The big expenses in life, IMHO, are interest payments (mortgage, car, boat loan interest), depreciation, and the cost of raising and educating kids.
Whilst you can make savings on day to day living expenses such as food, the savings on those things will pale into insignificance compared with interest, depreciation and the cost of kids.
So, for many years, I have been taking the long view approach to buying and keeping cars for as many years as they are safe to drive, saving to pay cash for my cars and boat, and teaching my adult kids, who would like cash hand-outs from time to time, the concept that I learnt in the book, "The Millionaire Next Door", to not make my kids into "economic outpatients". That is, once they have all grown up and have established their independent lives, they are truly on their own financially.

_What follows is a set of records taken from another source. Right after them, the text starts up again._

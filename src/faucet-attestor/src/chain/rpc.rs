//! Read-only view of the faucet contract over JSON-RPC `eth_call`.

use std::sync::atomic::{AtomicU64, Ordering};

use alloy_primitives::{Address, U256};
use alloy_sol_types::SolCall;
use faucet_claim_types::Fid;
use serde::{Deserialize, Serialize};
use tracing::debug;

use super::interfaces::IFaucet;
use crate::errors::ChainError;
use crate::utils::http::{HttpClient, HttpConfig};

#[derive(Serialize)]
struct RpcRequest<'a> {
    jsonrpc: &'static str,
    id: u64,
    method: &'static str,
    params: (CallObject<'a>, &'static str),
}

#[derive(Serialize)]
struct CallObject<'a> {
    to: &'a str,
    data: String,
}

#[derive(Deserialize)]
struct RpcResponse {
    #[serde(default)]
    result: Option<String>,
    #[serde(default)]
    error: Option<RpcErrorObject>,
}

#[derive(Deserialize)]
struct RpcErrorObject {
    code: i64,
    message: String,
}

pub struct ChainReader {
    rpc_url: String,
    contract: Address,
    contract_hex: String,
    http: HttpClient,
    next_id: AtomicU64,
}

impl ChainReader {
    pub fn new(
        rpc_url: impl Into<String>,
        contract: Address,
        http: HttpConfig,
    ) -> Result<Self, ChainError> {
        let rpc_url = rpc_url.into();
        if rpc_url.trim().is_empty() {
            return Err(ChainError::Config("rpc url is empty".to_string()));
        }
        if contract == Address::ZERO {
            return Err(ChainError::Config("contract address not configured".to_string()));
        }
        Ok(Self {
            rpc_url,
            contract,
            contract_hex: format!("{contract:#x}"),
            http: HttpClient::new(http)?,
            next_id: AtomicU64::new(1),
        })
    }

    pub fn contract(&self) -> Address {
        self.contract
    }

    /// `eth_call` at `latest` and decode the return data.
    pub async fn call<C: SolCall>(
        &self,
        op: &'static str,
        call: &C,
    ) -> Result<C::Return, ChainError> {
        let request = RpcRequest {
            jsonrpc: "2.0",
            id: self.next_id.fetch_add(1, Ordering::Relaxed),
            method: "eth_call",
            params: (
                CallObject {
                    to: &self.contract_hex,
                    data: format!("0x{}", hex::encode(call.abi_encode())),
                },
                "latest",
            ),
        };
        let response: RpcResponse = self.http.post_json(op, &self.rpc_url, &request).await?;

        if let Some(err) = response.error {
            return Err(ChainError::Rpc {
                code: err.code,
                message: err.message,
            });
        }
        let result = response
            .result
            .ok_or_else(|| ChainError::Decode(format!("{op}: response has neither result nor error")))?;
        let bytes = hex::decode(result.trim_start_matches("0x"))
            .map_err(|e| ChainError::Decode(format!("{op}: {e}")))?;
        debug!(operation = op, len = bytes.len(), "eth_call returned");
        C::abi_decode_returns(&bytes, true).map_err(|e| ChainError::Decode(format!("{op}: {e}")))
    }

    pub async fn claim_amount(&self) -> Result<U256, ChainError> {
        Ok(self
            .call("claim_amount", &IFaucet::claimAmountCall {})
            .await?
            ._0)
    }

    pub async fn cooldown_time(&self) -> Result<u64, ChainError> {
        let raw = self
            .call("cooldown_time", &IFaucet::cooldownTimeCall {})
            .await?
            ._0;
        to_secs("cooldown_time", raw)
    }

    pub async fn can_claim(&self, fid: Fid) -> Result<bool, ChainError> {
        Ok(self
            .call("can_claim", &IFaucet::canClaimCall { fid: fid_word(fid) })
            .await?
            ._0)
    }

    pub async fn has_claimed(&self, fid: Fid) -> Result<bool, ChainError> {
        Ok(self
            .call("has_claimed", &IFaucet::hasClaimedCall { fid: fid_word(fid) })
            .await?
            ._0)
    }

    pub async fn next_claim_time(&self, fid: Fid) -> Result<u64, ChainError> {
        let raw = self
            .call(
                "next_claim_time",
                &IFaucet::getNextClaimTimeCall { fid: fid_word(fid) },
            )
            .await?
            ._0;
        to_secs("next_claim_time", raw)
    }

    pub async fn time_until_next_claim(&self, fid: Fid) -> Result<u64, ChainError> {
        let raw = self
            .call(
                "time_until_next_claim",
                &IFaucet::getTimeUntilNextClaimCall { fid: fid_word(fid) },
            )
            .await?
            ._0;
        to_secs("time_until_next_claim", raw)
    }

    pub async fn fid_last_claim_time(&self, fid: Fid) -> Result<u64, ChainError> {
        let raw = self
            .call(
                "fid_last_claim_time",
                &IFaucet::fidLastClaimTimeCall { fid: fid_word(fid) },
            )
            .await?
            ._0;
        to_secs("fid_last_claim_time", raw)
    }

    pub async fn last_claim_time(&self, user: Address) -> Result<u64, ChainError> {
        let raw = self
            .call("last_claim_time", &IFaucet::lastClaimTimeCall { user })
            .await?
            ._0;
        to_secs("last_claim_time", raw)
    }

    pub async fn contribution(&self, user: Address) -> Result<U256, ChainError> {
        Ok(self
            .call("contribution", &IFaucet::getContributionCall { user })
            .await?
            ._0)
    }

    pub async fn is_eligible_for_og_nft(&self, user: Address) -> Result<bool, ChainError> {
        Ok(self
            .call("is_eligible_for_og_nft", &IFaucet::isEligibleForOGNFTCall { user })
            .await?
            ._0)
    }

    pub async fn has_og_nft(&self, user: Address) -> Result<bool, ChainError> {
        Ok(self
            .call("has_og_nft", &IFaucet::hasOGNFTCall { user })
            .await?
            ._0)
    }

    pub async fn has_claimer_nft(&self, fid: Fid) -> Result<bool, ChainError> {
        Ok(self
            .call(
                "has_claimer_nft",
                &IFaucet::hasClaimerNFTCall { fid: fid_word(fid) },
            )
            .await?
            ._0)
    }
}

fn fid_word(fid: Fid) -> U256 {
    U256::from(fid.get())
}

fn to_secs(op: &'static str, raw: U256) -> Result<u64, ChainError> {
    u64::try_from(raw).map_err(|_| ChainError::Decode(format!("{op}: {raw} does not fit in u64")))
}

Whilst the cost of a gallon of fuel irritates, that is the small cost in running a car each year - the big cost is depreciation.
My wife and I are thrifty on many of our daily living costs but in truth, the savings made on those are inconsequential to our standard of living - which is very good.
By getting the big expenses of interest, depreciation and raising kids in control, and living within my means and saving the surplus, I am now very comfortable in retirement several years ahead of my original life's expectations as to when I would retire.
As an afterthought, I have also minimised transactional costs pretty well by living in the same house for 25 years and not trading in the old wife at any time over the past 32 years. (After all, she was the best that I could get with the car that I had!)